The veteran British designer discusses his enduring relationship with the country and its people

Much has changed in Japan since Sir Paul Smith first visited the country in 1982. “You were a real foreigner back then,” the veteran British designer – who recently launched his new Japanese-inspired capsule collection, available exclusively on MR PORTER – tells me on the phone from his London headquarters. “Very few people spoke English. I remember one day visiting the Imperial Palace in Tokyo – there were about 20 schoolchildren, staring at me like I’d come from the moon. They’d never seen a foreigner before. You can’t imagine that happening now.”

While the country may have changed, the ebullient 72-year-old appears to have stayed much the same. Even over the phone, Sir Paul’s youthful enthusiasm is disarming, and it is easy to imagine the enterprising, fashion-conscious twentysomething who half a century ago opened a tiny shop in Nottingham, selling Kenzo and Margaret Howell, and later his own designs; or to picture the fledgling designer a few years later, in 1976, as he launched his eponymous label in Paris.

  • Paul Smith SPACE, Tokyo

  • Sir Paul Smith in Japan

Sir Paul has just returned from Chile when we speak, and he tells me enthusiastically how he took some time for a small architectural tour of the country. It neatly demonstrates Sir Paul’s enduring curiosity for the world, as evident today as in that first formative trip to Japan, a trip that established his brand on the international stage and sparked a passion for the country that continues to inspire him to this day.

Drawing from old Japanese textile books, Sir Paul’s exclusive spring collection for MR PORTER centres on a series of printed short-sleeved shirts and shorts emblazoned with flowers and cranes. Set on a colour-fade background in red or blue – a reference to the literal meaning of the Japanese word for “Japan”, Nippon, which translates as “the Land of the Rising Sun” – they are a homage to a country that, until his mid-thirties, he had only dreamt of visiting.

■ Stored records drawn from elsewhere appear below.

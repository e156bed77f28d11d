//! Base field `GF(p)` with lazy reduction

use core::fmt;
use core::marker::PhantomData;

use milagro_params::arch::{Chunk, BIGBITS, MODBYTES, NEXCESS};
use rand::RngCore;
use subtle::{Choice, ConditionallySelectable, ConstantTimeEq, CtOption};

use super::config::FieldConfig;
use super::reduce::ModularReduction;
use crate::bigint::Big;
use crate::error::{validate, Error, Result};

/// Element of the prime field described by `F`
///
/// The wrapped [`Big`] is in the internal representation chosen by
/// `F::Reduction` and may exceed `p` by a tracked excess. Results are only
/// canonical after [`Fp::reduce`] or on the way out through [`Fp::redc`].
#[derive(Clone, Copy)]
pub struct Fp<F: FieldConfig> {
    pub(crate) x: Big,
    _marker: PhantomData<F>,
}

impl<F: FieldConfig> Fp<F> {
    /// Wrap a value already in internal form
    #[inline]
    pub const fn from_raw(x: Big) -> Self {
        Fp {
            x,
            _marker: PhantomData,
        }
    }

    /// Convert a plain integer, reducing it modulo `p` first
    pub fn new(x: &Big) -> Self {
        let mut t = *x;
        t.rmod(&F::MODULUS);
        Fp::from_raw(F::Reduction::nres::<F>(&t))
    }

    /// Small signed integer
    pub fn from_int(c: Chunk) -> Self {
        if c < 0 {
            Fp::new(&Big::new_int(-c)).neg()
        } else {
            Fp::new(&Big::new_int(c))
        }
    }

    /// Parse a big-endian hex string
    pub fn from_hex(s: &str) -> Result<Self> {
        Big::from_hex(s).map(|x| Fp::new(&x))
    }

    /// Additive identity
    #[inline]
    pub fn zero() -> Self {
        Fp::from_raw(Big::new())
    }

    /// Multiplicative identity
    pub fn one() -> Self {
        Fp::new(&Big::one())
    }

    /// Uniformly random element
    pub fn random<R: RngCore + ?Sized>(rng: &mut R) -> Self {
        Fp::new(&Big::randomnum(&F::MODULUS, rng))
    }

    /// Canonical plain integer in `[0, p)`
    pub fn redc(&self) -> Big {
        let t = canonical::<F>(&self.x);
        canonical::<F>(&F::Reduction::redc::<F>(&t))
    }

    /// Raw internal value
    #[inline]
    pub fn raw(&self) -> &Big {
        &self.x
    }

    /// Multiples of `2^MODBITS` currently carried
    #[inline]
    pub fn excess(&self) -> Chunk {
        F::excess(&self.x)
    }

    /// Reduce fully below `p` in a fixed number of steps
    #[inline]
    pub fn reduce(&mut self) {
        self.x = canonical::<F>(&self.x);
    }

    /// Propagate carries
    #[inline]
    pub fn norm(&mut self) {
        self.x.norm();
    }

    /// Constant-time zero test
    pub fn is_zero(&self) -> Choice {
        canonical::<F>(&self.x).ct_is_zero()
    }

    /// Constant-time test for one
    pub fn is_one(&self) -> Choice {
        self.ct_eq(&Fp::one())
    }

    /// Conditionally replace with `b`
    #[inline]
    pub fn cmove(&mut self, b: &Self, d: Choice) {
        self.x.cmove(&b.x, d);
    }

    /// Field multiplication
    pub fn mul(&self, b: &Self) -> Self {
        let mut a = *self;
        let (ea, eb) = (a.excess(), b.excess());
        if (ea + 1) * (eb + 1) + 1 >= F::FEXCESS {
            a.reduce();
        }
        let mut d = Big::mul(&a.x, &b.x);
        Fp::from_raw(F::Reduction::reduce::<F>(&mut d))
    }

    /// Field squaring
    pub fn square(&self) -> Self {
        let mut a = *self;
        let ea = a.excess();
        if (ea + 1) * (ea + 1) + 1 >= F::FEXCESS {
            a.reduce();
        }
        let mut d = Big::sqr(&a.x);
        Fp::from_raw(F::Reduction::reduce::<F>(&mut d))
    }

    /// Multiply by a small signed integer
    pub fn imul(&self, c: Chunk) -> Self {
        let mut a = self.x;
        a.norm();
        let (c, negate) = if c < 0 { (-c, true) } else { (c, false) };

        let afx = (F::excess(&a) + 1) * (c + 1) + 1;
        let r = if c < NEXCESS && afx < F::FEXCESS {
            a.imul(c);
            a
        } else if afx < F::FEXCESS {
            a.pmul(c);
            a
        } else {
            let mut d = a.pxmul(c);
            d.dmod(&F::MODULUS)
        };

        let mut r = Fp::from_raw(r);
        if negate {
            r = r.neg();
        }
        r.norm();
        r
    }

    /// Field addition, reducing only when the excess grows too large
    pub fn add(&self, b: &Self) -> Self {
        let mut r = Fp::from_raw(self.x.plus(&b.x));
        if r.excess() + 2 >= F::FEXCESS {
            r.reduce();
        }
        r
    }

    /// `2*self`
    #[inline]
    pub fn double(&self) -> Self {
        self.add(self)
    }

    /// Negation as a multiple of `p` minus `self`
    pub fn neg(&self) -> Self {
        let mut a = self.x;
        a.norm();
        let ov = F::excess(&a);
        debug_assert!(ov >= 0);
        let sb = 1 + (Chunk::BITS - ov.leading_zeros()) as usize;

        let mut m = F::MODULUS;
        m.fshl(sb);
        m.sub(&a);
        let mut r = Fp::from_raw(m);
        if r.excess() >= F::FEXCESS {
            r.reduce();
        }
        r
    }

    /// Field subtraction
    #[inline]
    pub fn sub(&self, b: &Self) -> Self {
        self.add(&b.neg())
    }

    /// Halve, adding `p` first when the value is odd
    pub fn div2(&self) -> Self {
        let mut a = self.x;
        a.norm();
        let mut t = a.plus(&F::MODULUS);
        t.norm();
        a.cmove(&t, Choice::from((a.parity() & 1) as u8));
        a.fshr(1);
        Fp::from_raw(a)
    }

    /// Multiplicative inverse; the inverse of zero is zero
    pub fn inv(&self) -> Self {
        let w = Big::invmodp(&self.redc(), &F::MODULUS);
        Fp::new(&w)
    }

    /// Multiplicative inverse, none for zero
    pub fn invert(&self) -> CtOption<Self> {
        CtOption::new(self.inv(), !self.is_zero())
    }

    /// Exponentiation by a public exponent
    pub fn pow(&self, e: &Big) -> Self {
        let mut z = *e;
        z.norm();
        let mut w = *self;
        let mut r = Fp::one();
        loop {
            let bt = z.parity();
            z.fshr(1);
            if bt == 1 {
                r = r.mul(&w);
            }
            if z.is_zero() {
                break;
            }
            w = w.square();
        }
        r.reduce();
        r
    }

    /// Jacobi symbol of the element
    pub fn jacobi(&self) -> isize {
        Big::jacobi(&self.redc(), &F::MODULUS)
    }

    /// Whether the element is a non-zero square
    pub fn is_qr(&self) -> bool {
        self.jacobi() == 1
    }

    /// Square root, none when `self` is not a square
    ///
    /// Supports `p = 3 mod 4` and `p = 5 mod 8`.
    pub fn sqrt(&self) -> CtOption<Self> {
        let mut a = *self;
        a.reduce();
        let mut b = F::MODULUS;

        let mut r = match F::MOD8 {
            5 => {
                b.dec(5);
                b.norm();
                b.fshr(3);
                let i = a.double();
                let v = i.pow(&b);
                let i = i.mul(&v).mul(&v).sub(&Fp::one());
                a.mul(&v).mul(&i)
            }
            3 | 7 => {
                b.inc(1);
                b.norm();
                b.fshr(2);
                a.pow(&b)
            }
            _ => return CtOption::new(Fp::zero(), Choice::from(0)),
        };
        r.reduce();
        let is_root = r.square().ct_eq(&a);
        CtOption::new(r, is_root)
    }

    /// [`sqrt`](Self::sqrt) reporting a non-residue as an error
    pub fn sqrt_checked(&self) -> Result<Self> {
        let r = self.sqrt();
        validate::residue(r.is_some(), "Fp::sqrt")?;
        Ok(r.unwrap_or(Fp::zero()))
    }

    /// Parity of the canonical integer, used as the sign of a coordinate
    pub fn sign(&self) -> Choice {
        Choice::from((self.redc().parity() & 1) as u8)
    }

    /// Big-endian encoding of the canonical integer
    pub fn to_bytes(&self) -> [u8; MODBYTES] {
        self.redc().to_bytes()
    }

    /// Decode a big-endian integer, rejecting values not below `p`
    pub fn from_bytes(bytes: &[u8; MODBYTES]) -> CtOption<Self> {
        let x = Big::from_bytes(bytes);
        let canonical = Choice::from((Big::comp(&x, &F::MODULUS) < 0) as u8);
        CtOption::new(Fp::new(&x), canonical)
    }

    /// Decode from a slice, checking length and range
    pub fn from_slice(bytes: &[u8]) -> Result<Self> {
        let arr: &[u8; MODBYTES] = bytes.try_into().map_err(|_| Error::Length {
            context: "field element",
            expected: MODBYTES,
            actual: bytes.len(),
        })?;
        Option::from(Fp::from_bytes(arr)).ok_or(Error::Encoding {
            context: "field element",
            reason: "value not below the modulus",
        })
    }
}

impl<F: FieldConfig> Default for Fp<F> {
    fn default() -> Self {
        Fp::zero()
    }
}

impl<F: FieldConfig> zeroize::DefaultIsZeroes for Fp<F> {}

impl<F: FieldConfig> fmt::Debug for Fp<F> {
    fn fmt(&self, f: &mut fmt::Formatter<'_>) -> fmt::Result {
        write!(f, "Fp<{}>(0x{:x})", F::NAME, self.redc())
    }
}

impl<F: FieldConfig> fmt::Display for Fp<F> {
    fn fmt(&self, f: &mut fmt::Formatter<'_>) -> fmt::Result {
        write!(f, "{:x}", self.redc())
    }
}

/// Value of `x` in `[0, p)`
///
/// A lazily reduced element stays below `2^BIGBITS <= p * 2^(BIGBITS - MODBITS + 1)`.
fn canonical<F: FieldConfig>(x: &Big) -> Big {
    let mut t = *x;
    t.ct_mod(&F::MODULUS, BIGBITS - F::MODBITS);
    t
}

impl<F: FieldConfig> ConstantTimeEq for Fp<F> {
    fn ct_eq(&self, other: &Self) -> Choice {
        canonical::<F>(&self.x).ct_eq(&canonical::<F>(&other.x))
    }
}

impl<F: FieldConfig> PartialEq for Fp<F> {
    fn eq(&self, other: &Self) -> bool {
        self.ct_eq(other).into()
    }
}

impl<F: FieldConfig> Eq for Fp<F> {}

impl<F: FieldConfig> ConditionallySelectable for Fp<F> {
    fn conditional_select(a: &Self, b: &Self, choice: Choice) -> Self {
        Fp::from_raw(Big::conditional_select(&a.x, &b.x, choice))
    }
}

impl_field_ops!(Fp);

“Like many European and American designers, I had been invited out to Japan to form partnerships with local companies,” says Sir Paul, recalling his inaugural trip to Tokyo. “But I was really more interested in the fact I was going to a country I never thought I’d have the opportunity to visit. I wanted to know more about the culture, the food, the way they made their buildings, their approach to work…”

A wide-eyed appreciation of different cultures has long been key to Sir Paul’s creative process. Although quintessentially a British designer – he trained on Savile Row and is renowned for reinvigorating classic British tailoring – inspiration typically comes from further afield. His famously chaotic office is a haphazard assortment of art, photographs, toys, trinkets, cycling memorabilia and books squashed into shelves or piled up on the desk – all painstakingly acquired from various corners of the globe. “Our design meetings are very much about just leaning back on a chair and pulling out a book,” he tells me. “I work through observation, through travel, through the photographs I take when I’m away, and it all comes together in that crazy office.”

Japan, which Sir Paul estimates he has visited at least a hundred times, has a particular place in his heart. “I’ve got a real affection for the culture, for their way of thinking,” he says warmly when I ask why the place means so much to him. “Even now, I still get excited when I go.” Sir Paul attributes his success in Japan to a genuine passion for the country and its people, citing the fact that many of the designers he was invited out with, all those years ago, didn’t make it in Japan. “I came with a different attitude. I think a lot of the others fell by the wayside because they weren’t curious about the culture here; they didn’t try and immerse themselves in the way of life.”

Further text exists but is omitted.